Gerechtigkeit gegen den werdenden Gott


238.

Gerechtigkeit gegen den werdenden Gott. — Wenn sich die ganze Geschichte der Kultur vor den Blicken auftut als ein Gewirr von bösen und edlen, wahren und falschen Vorstellungen und es Einem beim Anblick dieses Wellenschlags fast seekrank zu Mute wird, so begreift man, was für ein Trost in der Vorstellung eines werdenden Gottes liegt: dieser enthüllt sich immer mehr in den Verwandelungen und Schicksalen der Menschheit, es ist nicht Alles blinde Mechanik, sinn- und zweckloses Durcheinanderspielen von Kräften.
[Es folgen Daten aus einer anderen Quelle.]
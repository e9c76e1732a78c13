//! Data models that cross the server boundary or live in the session.

mod user;
#[cfg(feature = "server")]
mod session;

#[cfg(feature = "server")]
pub use session::{AuthSession, TokenResponse};
#[cfg(feature = "server")]
pub use user::AuthUser;
pub use user::UserInfo;
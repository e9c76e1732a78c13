use dioxus::prelude::*;

/// A content card. With `on_delete` set, a delete button is shown in the corner.
#[component]
pub fn Card(
    #[props(default)] class: String,
    #[props(default)] onclick: Option<EventHandler<()>>,
    #[props(default)] on_delete: Option<EventHandler<()>>,
    children: Element,
) -> Element {
    rsx! {
        div {
            class: "card {class}",
            onclick: move |_| {
                if let Some(handler) = onclick {
                    handler.call(());
                }
            },
            if let Some(on_delete) = on_delete {
                button {
                    class: "card-delete",
                    title: "Delete",
                    onclick: move |evt: Event<MouseData>| {
                        evt.stop_propagation();
                        on_delete.call(());
                    },
                    crate::Icon { icon: crate::icons::FaTrashCan, width: 14, height: 14 }
                }
            }
            {children}
        }
    }
}
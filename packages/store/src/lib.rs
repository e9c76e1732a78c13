//! Client-safe domain layer for Memory Vault: records, drafts, the local list
//! state behind every view, fallback samples, countdown arithmetic and the
//! journal config. No I/O happens here.

pub mod config;
pub mod countdown;
pub mod list;
pub mod models;
pub mod samples;

pub use config::{CountdownConfig, JournalConfig};
pub use countdown::{Precision, TimeLeft};
pub use list::{ListSource, RecordList};
pub use models::{
    Draft, Letter, ListOrder, Memory, Milestone, NewLetter, NewMemory, NewMilestone, NewNote,
    NewSong, Note, Record, Song, ValidationError,
};
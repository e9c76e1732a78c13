use dioxus::prelude::*;
use store::{Draft, Letter, NewLetter};

use crate::components::{Card, EmptyState, LoadingSpinner, Modal, PageHeader};
use crate::icons::FaEnvelope;
use crate::{use_collection, use_toasts, Icon};

const VIEWS_CSS: Asset = asset!("/src/views/views.css");

/// Open-when letters. Only titles are listed; a letter's body shows once it
/// is opened.
#[component]
pub fn LettersView() -> Element {
    let letters = use_collection(api::list_letters, "Fetching our sealed letters...");
    let toasts = use_toasts();

    let mut title = use_signal(String::new);
    let mut content = use_signal(String::new);
    let mut saving = use_signal(|| false);
    let mut opened = use_signal(|| Option::<Letter>::None);

    let handle_add = move |evt: FormEvent| async move {
        evt.prevent_default();
        let draft = NewLetter {
            title: title().trim().to_string(),
            content: content().trim().to_string(),
            user_id: None,
        };
        if let Err(e) = draft.validate() {
            toasts.error(e.to_string());
            return;
        }

        saving.set(true);
        if letters.create(api::create_letter(draft)).await {
            title.set(String::new());
            content.set(String::new());
            toasts.success("Letter sealed");
        }
        saving.set(false);
    };

    let list = letters.list();
    let items = list().items().to_vec();

    rsx! {
        document::Link { rel: "stylesheet", href: VIEWS_CSS }
        div {
            class: "view-page",
            PageHeader { title: "Open When...", subtitle: "Letters for the moments that need them" }

            form {
                class: "entry-form",
                onsubmit: handle_add,
                input {
                    class: "input",
                    placeholder: "Open when...",
                    value: title(),
                    oninput: move |evt: FormEvent| title.set(evt.value()),
                }
                textarea {
                    class: "input letter-body",
                    placeholder: "Your letter",
                    value: content(),
                    oninput: move |evt: FormEvent| content.set(evt.value()),
                }
                button {
                    class: "btn btn-primary",
                    r#type: "submit",
                    disabled: saving(),
                    "Seal letter"
                }
            }

            if !list().is_loaded() {
                LoadingSpinner {}
            } else if items.is_empty() {
                EmptyState { title: "No letters yet", hint: "Write one for a rainy day." }
            } else {
                div {
                    class: "card-grid",
                    for letter in items {
                        LetterCard {
                            key: "{letter.id}",
                            letter: letter.clone(),
                            on_open: move |letter: Letter| opened.set(Some(letter)),
                            on_delete: move |id: String| async move {
                                letters.delete(id.clone(), api::delete_letter(id)).await;
                            },
                        }
                    }
                }
            }
        }

        if let Some(letter) = opened() {
            Modal {
                title: letter.title.clone(),
                on_close: move |_| opened.set(None),
                div { class: "letter-content", "{letter.content}" }
            }
        }
    }
}

#[component]
fn LetterCard(letter: Letter, on_open: EventHandler<Letter>, on_delete: EventHandler<String>) -> Element {
    let id = letter.id.clone();
    let sealed = letter.is_locked.unwrap_or(false);

    rsx! {
        Card {
            class: if sealed { "letter-card sealed" } else { "letter-card" },
            onclick: {
                let letter = letter.clone();
                move |_| on_open.call(letter.clone())
            },
            on_delete: move |_| on_delete.call(id.clone()),
            Icon { icon: FaEnvelope, width: 20, height: 20 }
            h3 { "{letter.title}" }
        }
    }
}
Die Vergottung des Werdens ist ein metaphysischer Ausblick — gleichsam von einem Leuchtthurm am Meere der Geschichte herab —, an welchem eine allzuviel historisierende Gelehrtengeneration ihren Trost fand; darüber darf man nicht böse werden, so irrtümlich jene Vorstellung auch sein mag. Nur wer, wie Schopenhauer, die Entwicklung leugnet, fühlt auch Nichts von dem Elend dieses historischen Wellenschlags und darf deshalb, weil er von jenem werdenden Gotte und dem Bedürfnis seiner Annahme Nichts weiß, Nichts fühlt, billigerweise seinen Spott auslassen.